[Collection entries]
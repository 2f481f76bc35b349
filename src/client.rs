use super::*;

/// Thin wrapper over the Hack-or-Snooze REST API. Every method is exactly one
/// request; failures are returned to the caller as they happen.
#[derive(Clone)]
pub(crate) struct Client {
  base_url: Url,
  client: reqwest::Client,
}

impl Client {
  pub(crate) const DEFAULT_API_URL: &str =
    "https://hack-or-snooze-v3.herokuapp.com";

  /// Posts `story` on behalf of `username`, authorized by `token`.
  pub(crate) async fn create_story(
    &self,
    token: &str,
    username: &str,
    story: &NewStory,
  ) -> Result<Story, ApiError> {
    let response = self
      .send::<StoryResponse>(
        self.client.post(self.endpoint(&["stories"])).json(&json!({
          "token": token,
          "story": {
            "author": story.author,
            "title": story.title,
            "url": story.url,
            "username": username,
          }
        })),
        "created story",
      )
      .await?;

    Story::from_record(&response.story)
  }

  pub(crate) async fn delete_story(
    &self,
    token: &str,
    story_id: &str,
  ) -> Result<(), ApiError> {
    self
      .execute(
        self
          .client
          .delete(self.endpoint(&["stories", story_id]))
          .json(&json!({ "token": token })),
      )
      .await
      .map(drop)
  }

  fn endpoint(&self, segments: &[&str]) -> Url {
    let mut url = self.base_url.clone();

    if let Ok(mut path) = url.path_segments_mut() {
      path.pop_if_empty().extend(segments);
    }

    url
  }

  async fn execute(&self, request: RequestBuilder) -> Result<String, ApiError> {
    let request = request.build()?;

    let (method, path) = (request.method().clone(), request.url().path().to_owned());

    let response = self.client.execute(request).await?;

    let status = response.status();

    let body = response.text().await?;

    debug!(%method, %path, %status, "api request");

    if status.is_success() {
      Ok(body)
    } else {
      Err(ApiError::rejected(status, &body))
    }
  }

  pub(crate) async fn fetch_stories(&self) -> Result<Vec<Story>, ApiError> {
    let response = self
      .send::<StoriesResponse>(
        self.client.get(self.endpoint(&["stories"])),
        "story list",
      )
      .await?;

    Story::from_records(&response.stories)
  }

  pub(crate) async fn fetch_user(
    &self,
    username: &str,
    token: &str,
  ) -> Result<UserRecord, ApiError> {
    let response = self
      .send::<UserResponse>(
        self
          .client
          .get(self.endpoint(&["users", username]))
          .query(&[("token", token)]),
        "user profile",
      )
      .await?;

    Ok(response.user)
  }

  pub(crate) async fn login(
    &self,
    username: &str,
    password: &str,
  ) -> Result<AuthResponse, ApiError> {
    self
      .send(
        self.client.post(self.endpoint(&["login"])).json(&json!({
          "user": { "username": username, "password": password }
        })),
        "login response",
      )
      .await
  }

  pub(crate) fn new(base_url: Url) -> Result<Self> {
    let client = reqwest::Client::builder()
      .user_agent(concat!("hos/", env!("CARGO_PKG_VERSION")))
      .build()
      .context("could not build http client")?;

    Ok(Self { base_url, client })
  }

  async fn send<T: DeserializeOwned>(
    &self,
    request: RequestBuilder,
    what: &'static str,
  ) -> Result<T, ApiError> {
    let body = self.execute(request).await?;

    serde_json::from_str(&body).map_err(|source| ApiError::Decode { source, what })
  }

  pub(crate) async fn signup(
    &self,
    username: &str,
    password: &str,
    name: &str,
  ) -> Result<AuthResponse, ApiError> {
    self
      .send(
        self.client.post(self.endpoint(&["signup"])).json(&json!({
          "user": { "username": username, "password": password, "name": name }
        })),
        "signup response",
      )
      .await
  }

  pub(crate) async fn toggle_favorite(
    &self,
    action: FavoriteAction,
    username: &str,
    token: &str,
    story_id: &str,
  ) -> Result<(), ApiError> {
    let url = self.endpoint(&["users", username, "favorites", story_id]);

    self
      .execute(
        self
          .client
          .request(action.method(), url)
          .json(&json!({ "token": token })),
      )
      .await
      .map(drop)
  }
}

## What is expected
Take each record above and return it verbatim.

## Output for this task
repository 2f481f76bc35b349
filename src/client.rs
use super::*;

/// Thin wrapper over the Hack-or-Snooze REST API. Every method is exactly one
/// request; failures are returned to the caller as they happen.
#[derive(Clone)]
pub(crate) struct Client {
  base_url: Url,
  client: reqwest::Client,
}

impl Client {
  pub(crate) const DEFAULT_API_URL: &str =
    "https://hack-or-snooze-v3.herokuapp.com";

  /// Posts `story` on behalf of `username`, authorized by `token`.
  pub(crate) async fn create_story(
    &self,
    token: &str,
    username: &str,
    story: &NewStory,
  ) -> Result<Story, ApiError> {
    let response = self
      .send::<StoryResponse>(
        self.client.post(self.endpoint(&["stories"])).json(&json!({
          "token": token,
          "story": {
            "author": story.author,
            "title": story.title,
            "url": story.url,
            "username": username,
          }
        })),
        "created story",
      )
      .await?;

    Story::from_record(&response.story)
  }

  pub(crate) async fn delete_story(
    &self,
    token: &str,
    story_id: &str,
  ) -> Result<(), ApiError> {
    self
      .execute(
        self
          .client
          .delete(self.endpoint(&["stories", story_id]))
          .json(&json!({ "token": token })),
      )
      .await
      .map(drop)
  }

  fn endpoint(&self, segments: &[&str]) -> Url {
    let mut url = self.base_url.clone();

    if let Ok(mut path) = url.path_segments_mut() {
      path.pop_if_empty().extend(segments);
    }

    url
  }

  async fn execute(&self, request: RequestBuilder) -> Result<String, ApiError> {
    let request = request.build()?;

    let (method, path) = (request.method().clone(), request.url().path().to_owned());

    let response = self.client.execute(request).await?;

    let status = response.status();

    let body = response.text().await?;

    debug!(%method, %path, %status, "api request");

    if status.is_success() {
      Ok(body)
    } else {
      Err(ApiError::rejected(status, &body))
    }
  }

  pub(crate) async fn fetch_stories(&self) -> Result<Vec<Story>, ApiError> {
    let response = self
      .send::<StoriesResponse>(
        self.client.get(self.endpoint(&["stories"])),
        "story list",
      )
      .await?;

    Story::from_records(&response.stories)
  }

  pub(crate) async fn fetch_user(
    &self,
    username: &str,
    token: &str,
  ) -> Result<UserRecord, ApiError> {
    let response = self
      .send::<UserResponse>(
        self
          .client
          .get(self.endpoint(&["users", username]))
          .query(&[("token", token)]),
        "user profile",
      )
      .await?;

    Ok(response.user)
  }

  pub(crate) async fn login(
    &self,
    username: &str,
    password: &str,
  ) -> Result<AuthResponse, ApiError> {
    self
      .send(
        self.client.post(self.endpoint(&["login"])).json(&json!({
          "user": { "username": username, "password": password }
        })),
        "login response",
      )
      .await
  }

  pub(crate) fn new(base_url: Url) -> Result<Self> {
    let client = reqwest::Client::builder()
      .user_agent(concat!("hos/", env!("CARGO_PKG_VERSION")))
      .build()
      .context("could not build http client")?;

    Ok(Self { base_url, client })
  }

  async fn send<T: DeserializeOwned>(
    &self,
    request: RequestBuilder,
    what: &'static str,
  ) -> Result<T, ApiError> {
    let body = self.execute(request).await?;

    serde_json::from_str(&body).map_err(|source| ApiError::Decode { source, what })
  }

  pub(crate) async fn signup(
    &self,
    username: &str,
    password: &str,
    name: &str,
  ) -> Result<AuthResponse, ApiError> {
    self
      .send(
        self.client.post(self.endpoint(&["signup"])).json(&json!({
          "user": { "username": username, "password": password, "name": name }
        })),
        "signup response",
      )
      .await
  }

  pub(crate) async fn toggle_favorite(
    &self,
    action: FavoriteAction,
    username: &str,
    token: &str,
    story_id: &str,
  ) -> Result<(), ApiError> {
    let url = self.endpoint(&["users", username, "favorites", story_id]);

    self
      .execute(
        self
          .client
          .request(action.method(), url)
          .json(&json!({ "token": token })),
      )
      .await
      .map(drop)
  }
}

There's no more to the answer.